Interview with Sam Lapere product manager for Octane Render at OTOY

Interview with Sam Lepere product manager for Octane Render at OTOYAfter reviewing Octane Render we decided to make an interview with OTOY to get known the company which stays behind the development of the renderer and as well ask some questions about the renderer itself. OTOY took over the development of Octane Render from a New Zealand company called Refractive Software and continued the development on it, bringing new features and enhancement to the renderer. Moreover, Octane Render is the world's first GPU based, un-biased, physically based renderer. And from my opinion is worth to try. We were asking questions Sam Lapere, product manager for Octane Render at OTOY New Zealand and we would like to thank him one more time for taking the time for answering our questions.

Check also the video at the bottom in which are presented works did with Octane Render by Erik Jansson.

 

Q: Can you tell us something about the history of OTOY? 

OTOY was founded by Jules Urbach, Alissa Grainger and Malcolm Taylor in 2009 and has two main focuses: delivering remote services on the cloud like server side rendering, streaming games and 3D content creation apps and the LightStage, which is an extremely high quality capturing environment able to make 100% photorealistic representations of actors.

 

Q: OTOY is focused mainly on cloud Technologies. What was the reason to take over the development of Octane Render?

OTOY has experience with building clusters of GPUs and server side rendering for games. Octane Render had piqued our interest early in its beta development phase because of its speed, quality and ease of use, but it required a high end GPU to fully appreciate its power. We want to democratize Octane Render so everyone can enjoy very fast photorealistic 3D rendering on any device, even iPads, without having to worry about the GPU or CPU they have inside.

 

Q: Octane Render is the first unbiased renderer purely based on the GPU. Why did you choose this approach? Why not a hybrid CPU-GPU?

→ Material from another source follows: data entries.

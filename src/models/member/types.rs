use serde::{Deserialize, Serialize};

pub type MemberId = i64;

/// Roster entry. Created at import time; only `proxy` changes afterwards.
#[derive(Debug, Clone, PartialEq, Eq, Serialize, Deserialize, sqlx::FromRow)]
pub struct Member {
    pub id: MemberId,
    /// Physical unit label (e.g. "101동 1203호").
    pub unit: String,
    pub name: String,
    /// Delegate name on file, if any.
    pub proxy: Option<String>,
}

/// One row of a roster import.
#[derive(Debug, Clone, Deserialize)]
pub struct NewMember {
    pub unit: String,
    pub name: String,
    #[serde(default)]
    pub proxy: Option<String>,
}

impl NewMember {
    /// Trims the fields and rejects rows without a unit or name.
    pub fn normalized(&self) -> Option<NewMember> {
        let unit = self.unit.trim();
        let name = self.name.trim();
        if unit.is_empty() || name.is_empty() {
            return None;
        }
        let proxy = self
            .proxy
            .as_deref()
            .map(str::trim)
            .filter(|p| !p.is_empty())
            .map(String::from);
        Some(NewMember {
            unit: unit.to_string(),
            name: name.to_string(),
            proxy,
        })
    }
}
use sqlx::types::Json;
use sqlx::{PgPool, Postgres, QueryBuilder, Transaction};

use crate::tally::assign_meeting_ids;

use super::types::*;

const SELECT_COLUMNS: &str = "SELECT id, order_index, kind, title, presentation_url, start_page, \
     meeting_id, votes_yes, votes_no, votes_abstain, declaration, vote_snapshot FROM agendas";

fn kind_column(new: &NewAgenda) -> &'static str {
    match new {
        NewAgenda::Folder { .. } => "folder",
        NewAgenda::Item { kind, .. } => kind.as_str(),
    }
}

fn to_i32(v: u32) -> Result<i32, sqlx::Error> {
    i32::try_from(v).map_err(|e| sqlx::Error::Encode(Box::new(e)))
}

async fn load_ordered(tx: &mut Transaction<'_, Postgres>) -> Result<Vec<Agenda>, sqlx::Error> {
    let sql = format!("{SELECT_COLUMNS} ORDER BY order_index, id");
    let rows = sqlx::query_as::<_, AgendaRow>(&sql).fetch_all(&mut **tx).await?;
    rows.into_iter().map(Agenda::try_from).collect()
}

/// Recompute every item's owning folder from list order and persist the ones
/// that moved.
async fn refresh_meeting_ids(tx: &mut Transaction<'_, Postgres>) -> Result<(), sqlx::Error> {
    let mut agendas = load_ordered(tx).await?;
    let before: Vec<Option<AgendaId>> = agendas
        .iter()
        .map(|a| a.as_item().and_then(|i| i.meeting_id))
        .collect();
    assign_meeting_ids(&mut agendas);
    for (agenda, old) in agendas.iter().zip(before) {
        if let Some(item) = agenda.as_item() {
            if item.meeting_id != old {
                sqlx::query("UPDATE agendas SET meeting_id = $2 WHERE id = $1")
                    .bind(item.id)
                    .bind(item.meeting_id)
                    .execute(&mut **tx)
                    .await?;
            }
        }
    }
    Ok(())
}

/// All agendas in list order.
pub async fn find_all(pool: &PgPool) -> Result<Vec<Agenda>, sqlx::Error> {
    let sql = format!("{SELECT_COLUMNS} ORDER BY order_index, id");
    let rows = sqlx::query_as::<_, AgendaRow>(&sql).fetch_all(pool).await?;
    rows.into_iter().map(Agenda::try_from).collect()
}

pub async fn find_by_id(pool: &PgPool, id: AgendaId) -> Result<Option<Agenda>, sqlx::Error> {
    let sql = format!("{SELECT_COLUMNS} WHERE id = $1");
    let row = sqlx::query_as::<_, AgendaRow>(&sql)
        .bind(id)
        .fetch_optional(pool)
        .await?;
    row.map(Agenda::try_from).transpose()
}

/// Insert an agenda directly after `after_order_index`, or at the end of the list.
///
/// Later rows are shifted down by one and item ownership is recomputed in
/// the same transaction.
pub async fn insert(
    pool: &PgPool,
    new: &NewAgenda,
    after_order_index: Option<i32>,
) -> Result<Agenda, sqlx::Error> {
    let mut tx = pool.begin().await?;

    let order_index = match after_order_index {
        Some(after) => {
            sqlx::query("UPDATE agendas SET order_index = order_index + 1 WHERE order_index > $1")
                .bind(after)
                .execute(&mut *tx)
                .await?;
            after + 1
        }
        None => {
            let max: Option<i32> = sqlx::query_scalar("SELECT MAX(order_index) FROM agendas")
                .fetch_one(&mut *tx)
                .await?;
            max.map_or(0, |m| m + 1)
        }
    };

    let (presentation_url, start_page) = match new {
        NewAgenda::Folder { presentation_url, .. } => (presentation_url.clone(), None),
        NewAgenda::Item { presentation_url, start_page, .. } => {
            (presentation_url.clone(), start_page.map(to_i32).transpose()?)
        }
    };

    let id: AgendaId = sqlx::query_scalar(
        "INSERT INTO agendas (order_index, kind, title, presentation_url, start_page) \
         VALUES ($1, $2, $3, $4, $5) RETURNING id",
    )
    .bind(order_index)
    .bind(kind_column(new))
    .bind(new.title())
    .bind(presentation_url)
    .bind(start_page)
    .fetch_one(&mut *tx)
    .await?;

    refresh_meeting_ids(&mut tx).await?;

    let sql = format!("{SELECT_COLUMNS} WHERE id = $1");
    let row = sqlx::query_as::<_, AgendaRow>(&sql)
        .bind(id)
        .fetch_one(&mut *tx)
        .await?;
    tx.commit().await?;
    Agenda::try_from(row)
}

/// Write only the fields present in `patch`. Returns `None` if the agenda
/// does not exist.
pub async fn update(
    pool: &PgPool,
    id: AgendaId,
    patch: &AgendaPatch,
) -> Result<Option<Agenda>, sqlx::Error> {
    let mut tx = pool.begin().await?;

    if !patch.is_empty() {
        let mut qb: QueryBuilder<Postgres> = QueryBuilder::new("UPDATE agendas SET ");
        let mut set = qb.separated(", ");
        if let Some(title) = &patch.title {
            set.push("title = ").push_bind_unseparated(title.clone());
        }
        if let Some(order_index) = patch.order_index {
            set.push("order_index = ").push_bind_unseparated(order_index);
        }
        if let Some(url) = &patch.presentation_url {
            set.push("presentation_url = ").push_bind_unseparated(url.clone());
        }
        if let Some(kind) = patch.kind {
            set.push("kind = ").push_bind_unseparated(kind.as_str());
        }
        if let Some(page) = patch.start_page {
            set.push("start_page = ").push_bind_unseparated(page.map(to_i32).transpose()?);
        }
        if let Some(votes) = patch.votes {
            set.push("votes_yes = ").push_bind_unseparated(to_i32(votes.yes)?);
            set.push("votes_no = ").push_bind_unseparated(to_i32(votes.no)?);
            set.push("votes_abstain = ").push_bind_unseparated(to_i32(votes.abstain)?);
        }
        if let Some(declaration) = &patch.declaration {
            set.push("declaration = ").push_bind_unseparated(declaration.clone());
        }
        if let Some(snapshot) = &patch.vote_snapshot {
            set.push("vote_snapshot = ")
                .push_bind_unseparated(snapshot.clone().map(Json));
        }
        qb.push(" WHERE id = ").push_bind(id);
        let result = qb.build().execute(&mut *tx).await?;
        if result.rows_affected() == 0 {
            return Ok(None);
        }
        if patch.order_index.is_some() {
            refresh_meeting_ids(&mut tx).await?;
        }
    }

    let sql = format!("{SELECT_COLUMNS} WHERE id = $1");
    let row = sqlx::query_as::<_, AgendaRow>(&sql)
        .bind(id)
        .fetch_optional(&mut *tx)
        .await?;
    tx.commit().await?;
    row.map(Agenda::try_from).transpose()
}

/// Delete an agenda and recompute item ownership. Returns whether it existed.
pub async fn delete(pool: &PgPool, id: AgendaId) -> Result<bool, sqlx::Error> {
    let mut tx = pool.begin().await?;
    let result = sqlx::query("DELETE FROM agendas WHERE id = $1")
        .bind(id)
        .execute(&mut *tx)
        .await?;
    if result.rows_affected() > 0 {
        refresh_meeting_ids(&mut tx).await?;
    }
    tx.commit().await?;
    Ok(result.rows_affected() > 0)
}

Using the CPU in hybrid rendering mode does not provide much benefit unless you have a very powerful one. Hybrid rendering means that CPU rendering must be synchronized with GPU rendering which is almost always less efficient than pure GPU rendering, because the GPU has to wait for the CPU and starts idling. Our goal is to have the fastest renderer on the market, so we focus all our efforts and developer resources on the GPU. It's also much easier and more effective use of resources to concentrate on one platform only.

 

Q: What are the advantages of Octane Render comparing to other renderers on the market?

Octane Render's main advantages are its speed, rendering quality and ease of use: Octane is the fastest renderer on the market, it's also easy and fast to set up your scene, camera, lights and materials interactively and thanks to the progressive rendering you get an immediate preview of the final quality image.

 

Q: Comparing the price of Octane Render among other renderers the price is very low. What were the reasons to set the price so low.

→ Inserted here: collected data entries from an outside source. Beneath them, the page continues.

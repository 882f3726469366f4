use actix_session::Session;
use actix_web::{HttpResponse, web};
use serde::Deserialize;

use crate::backend::Backend;
use crate::errors::AppError;
use crate::models::agenda::AgendaId;
use crate::models::member::MemberId;
use crate::surfaces::{CheckInDesk, CheckInRequest, SurfaceRole, check_desk_context, prepare_check_in};

use super::session::require_any;

const DESK_ROLES: &[SurfaceRole] = &[SurfaceRole::Desk, SurfaceRole::Admin];

#[derive(Deserialize)]
pub struct SearchQuery {
    #[serde(default)]
    pub q: String,
}

/// A check-in as the desk sends it, tagged with the meeting the desk
/// believes is open.
#[derive(Deserialize)]
pub struct CheckInForm {
    pub meeting_id: Option<AgendaId>,
    #[serde(flatten)]
    pub request: CheckInRequest,
}

#[derive(Deserialize)]
pub struct CancelForm {
    pub meeting_id: AgendaId,
    pub member_id: MemberId,
}

/// GET /api/desk?q=
pub async fn overview<B: Backend>(
    backend: web::Data<B>,
    session: Session,
    query: web::Query<SearchQuery>,
) -> Result<HttpResponse, AppError> {
    require_any(&session, DESK_ROLES, "use the check-in desk")?;
    let mut desk = CheckInDesk::open(backend.get_ref().clone()).await?;
    let stats = desk.stats();
    let members = desk.search(&query.q);
    Ok(HttpResponse::Ok().json(serde_json::json!({
        "ok": true,
        "meeting_id": desk.context(),
        "total_members": desk.store().total_members(),
        "stats": stats,
        "members": members,
    })))
}

/// POST /api/desk/check-in
pub async fn check_in<B: Backend>(
    backend: web::Data<B>,
    session: Session,
    form: web::Json<CheckInForm>,
) -> Result<HttpResponse, AppError> {
    require_any(&session, DESK_ROLES, "check members in")?;
    let form = form.into_inner();
    let settings = backend.get_system_settings().await?;
    let members = backend.list_members().await?;
    let member = members.iter().find(|m| m.id == form.request.member_id);
    let new = prepare_check_in(&settings, form.meeting_id, member, form.request)?;
    let record = backend.upsert_attendance(new).await?;
    log::info!(
        "Member {} checked in to meeting {} as {}",
        record.member_id,
        record.meeting_id,
        record.kind.as_str()
    );
    Ok(HttpResponse::Ok().json(serde_json::json!({ "ok": true, "record": record })))
}

/// POST /api/desk/cancel
pub async fn cancel<B: Backend>(
    backend: web::Data<B>,
    session: Session,
    form: web::Json<CancelForm>,
) -> Result<HttpResponse, AppError> {
    require_any(&session, DESK_ROLES, "cancel check-ins")?;
    let settings = backend.get_system_settings().await?;
    let meeting_id = check_desk_context(&settings, Some(form.meeting_id))?;
    if !backend.delete_attendance(form.member_id, meeting_id).await? {
        return Err(AppError::NotFound);
    }
    log::info!("Check-in of member {} for meeting {meeting_id} cancelled", form.member_id);
    Ok(HttpResponse::Ok().json(serde_json::json!({ "ok": true })))
}
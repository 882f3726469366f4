use actix_session::Session;
use actix_web::{HttpResponse, web};
use serde::Deserialize;
use std::time::Instant;

use crate::backend::Backend;
use crate::bus::channels;
use crate::errors::AppError;
use crate::models::agenda::AgendaId;
use crate::models::settings::ProjectorMode;
use crate::surfaces::{AdminConsole, Store, SurfaceRole, derive_screen};

use super::session::require_role;

#[derive(Deserialize)]
pub struct ModeForm {
    pub mode: ProjectorMode,
    #[serde(default)]
    pub agenda_id: Option<AgendaId>,
    #[serde(default)]
    pub page: Option<u32>,
}

fn require_agenda(form: &ModeForm) -> Result<AgendaId, AppError> {
    form.agenda_id
        .ok_or_else(|| AppError::Validation(format!("{} needs an agenda", form.mode.as_str())))
}

/// POST /api/projector/mode
pub async fn set_mode<B: Backend>(
    backend: web::Data<B>,
    session: Session,
    form: web::Json<ModeForm>,
) -> Result<HttpResponse, AppError> {
    let role = require_role(&session)?;
    let form = form.into_inner();
    let mut console = AdminConsole::open(backend.get_ref().clone(), role).await?;
    let now = Instant::now();
    let load = match form.mode {
        ProjectorMode::Idle => {
            console.go_idle(now).await?;
            None
        }
        ProjectorMode::Ppt => console.show_slide(require_agenda(&form)?, form.page, now).await?,
        ProjectorMode::Waiting => {
            console.show_waiting(require_agenda(&form)?, now).await?;
            None
        }
        ProjectorMode::Result => {
            console.publish_result(require_agenda(&form)?, now).await?;
            None
        }
        ProjectorMode::Adjusting => {
            console.begin_adjustment(require_agenda(&form)?, now).await?;
            None
        }
    };
    Ok(HttpResponse::Ok().json(serde_json::json!({
        "ok": true,
        "settings": console.settings(),
        "preview": load,
    })))
}

/// POST /api/projector/close
pub async fn close<B: Backend>(backend: web::Data<B>, session: Session) -> Result<HttpResponse, AppError> {
    let role = require_role(&session)?;
    let mut console = AdminConsole::open(backend.get_ref().clone(), role).await?;
    let delivered = console.close_projector(Instant::now()).await?;
    Ok(HttpResponse::Ok().json(serde_json::json!({ "ok": true, "delivered": delivered })))
}

/// GET /api/projector/screen - what the audience should currently see.
pub async fn screen<B: Backend>(backend: web::Data<B>, session: Session) -> Result<HttpResponse, AppError> {
    require_role(&session)?;
    let store = Store::load(backend.get_ref()).await?;
    let screen = derive_screen(store.settings(), store.agendas(), store.attendance(), store.total_members());
    Ok(HttpResponse::Ok().json(serde_json::json!({ "ok": true, "screen": screen })))
}

/// GET /api/projector/status
pub async fn status<B: Backend>(backend: web::Data<B>, session: Session) -> Result<HttpResponse, AppError> {
    require_role(&session)?;
    let presence = backend.bus().presence().members(channels::PROJECTOR, Instant::now());
    let connected = presence.iter().any(|p| p.role == SurfaceRole::Projector.as_str());
    Ok(HttpResponse::Ok().json(serde_json::json!({
        "ok": true,
        "connected": connected,
        "listeners": presence.len(),
    })))
}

Good point. Even though Octane competes with renderers that cost ten times as much, we decided to keep the price very low because we want Octane Render to be enjoyed by as many people as possible. We target not only 3D professionals like architects and product designers, but also freelancers and hobbyists.

 

Q: Where can be Octane Render mostly used? (Visualizations, Architecture, VFX …)

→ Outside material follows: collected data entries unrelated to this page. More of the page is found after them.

pub mod agenda_handlers;
pub mod desk_handlers;
pub mod file_handlers;
pub mod member_handlers;
pub mod projector_handlers;
pub mod session;
pub mod surface_handlers;
pub mod tally_handlers;
pub mod ws;

use actix_web::{
    Error, HttpResponse,
    body::MessageBody,
    dev::{ServiceRequest, ServiceResponse},
    middleware::Next,
    web,
};

use crate::backend::Backend;

/// Rejects POST/PUT/DELETE requests that are not `application/json`.
///
/// Browsers cannot send cross-origin JSON with cookies via a plain form post,
/// so this doubles as the CSRF guard for the API.
async fn require_json_content_type(
    req: ServiceRequest,
    next: Next<impl MessageBody + 'static>,
) -> Result<ServiceResponse<impl MessageBody>, Error> {
    let method = req.method().clone();

    if method == actix_web::http::Method::POST
        || method == actix_web::http::Method::PUT
        || method == actix_web::http::Method::DELETE
    {
        let content_type = req
            .headers()
            .get("content-type")
            .and_then(|v| v.to_str().ok())
            .unwrap_or("");

        if !content_type.starts_with("application/json") {
            let body = serde_json::json!({
                "ok": false,
                "kind": "validation",
                "error": "Content-Type must be application/json for mutation requests"
            });
            let response = HttpResponse::BadRequest().json(body);
            return Ok(req.into_response(response).map_into_right_body());
        }
    }

    next.call(req).await.map(|res| res.map_into_left_body())
}

/// Register every route against backend `B`, which must be in app data.
pub fn configure<B: Backend>(cfg: &mut web::ServiceConfig) {
    cfg.route("/surface", web::get().to(surface_handlers::current))
        .route("/surface", web::post().to(surface_handlers::select))
        .route("/ws/{channel}", web::get().to(ws::ws_connect::<B>))
        // Uploads carry raw bytes, so they sit outside the JSON-only scope.
        .service(
            web::resource("/api/files/{bucket}/{path:.*}")
                .app_data(web::PayloadConfig::new(file_handlers::MAX_UPLOAD_BYTES))
                .route(web::post().to(file_handlers::upload::<B>)),
        );

    cfg.service(
        web::scope("/api")
            .wrap(actix_web::middleware::from_fn(require_json_content_type))
            // Roster
            .route("/members", web::get().to(member_handlers::list::<B>))
            .route("/members/import", web::post().to(member_handlers::import::<B>))
            .route("/members/{id}/proxy", web::post().to(member_handlers::set_proxy::<B>))
            // Check-in desk
            .route("/desk", web::get().to(desk_handlers::overview::<B>))
            .route("/desk/check-in", web::post().to(desk_handlers::check_in::<B>))
            .route("/desk/cancel", web::post().to(desk_handlers::cancel::<B>))
            // Agenda list and meetings
            .route("/agendas", web::get().to(agenda_handlers::list::<B>))
            .route("/agendas", web::post().to(agenda_handlers::create::<B>))
            .route("/agendas/{id}", web::post().to(agenda_handlers::update::<B>))
            .route("/agendas/{id}", web::delete().to(agenda_handlers::delete::<B>))
            .route("/meetings/{id}/activate", web::post().to(agenda_handlers::activate::<B>))
            .route("/meetings/deactivate", web::post().to(agenda_handlers::deactivate::<B>))
            // Tallies
            .route("/agendas/{id}/tally", web::get().to(tally_handlers::show::<B>))
            .route("/agendas/{id}/votes", web::post().to(tally_handlers::edit_vote::<B>))
            .route("/agendas/{id}/seed-written", web::post().to(tally_handlers::seed_written::<B>))
            .route("/agendas/{id}/declaration", web::post().to(tally_handlers::declaration::<B>))
            .route("/agendas/{id}/confirm", web::post().to(tally_handlers::confirm::<B>))
            .route("/agendas/{id}/reset", web::post().to(tally_handlers::reset::<B>))
            // Projector
            .route("/projector/mode", web::post().to(projector_handlers::set_mode::<B>))
            .route("/projector/close", web::post().to(projector_handlers::close::<B>))
            .route("/projector/screen", web::get().to(projector_handlers::screen::<B>))
            .route("/projector/status", web::get().to(projector_handlers::status::<B>)),
    );
}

Octane can be used for everything 3D related: special effects for films, 3D animation, TV commercials, 3D stills, architecture, product design and automotive visualization.

 

Q: If we compare some Intel i7 CPU which has 4 cores and 8 threads to a Nvidia GPU which can have hundreds of CUDA cores does this means that the performance is rising linearly with the number of cores? Is there any correlation between the CPU cores and GPU cores?

There is no correlation between CPU and GPU cores. GPU cores are designed to be smaller and simpler then Cpu cores so you can fit more of them on one board. Also, GPU core counts cannot easily be compared accros GPU generations, for example a high end Kepler GPU like the GTX 680 has about 3x as much cores as the GTX 580 which is based on Fermi, but each of the Kepler cores is a lot less powerful than a Fermi core, which makes Kepler about as fast as Fermi. Nevertheless, Octane Render scales extremely well with the number of GPUs and the number of cores per GPU, for example, when using 8 GPUs, we observe a speedup of 7.92x.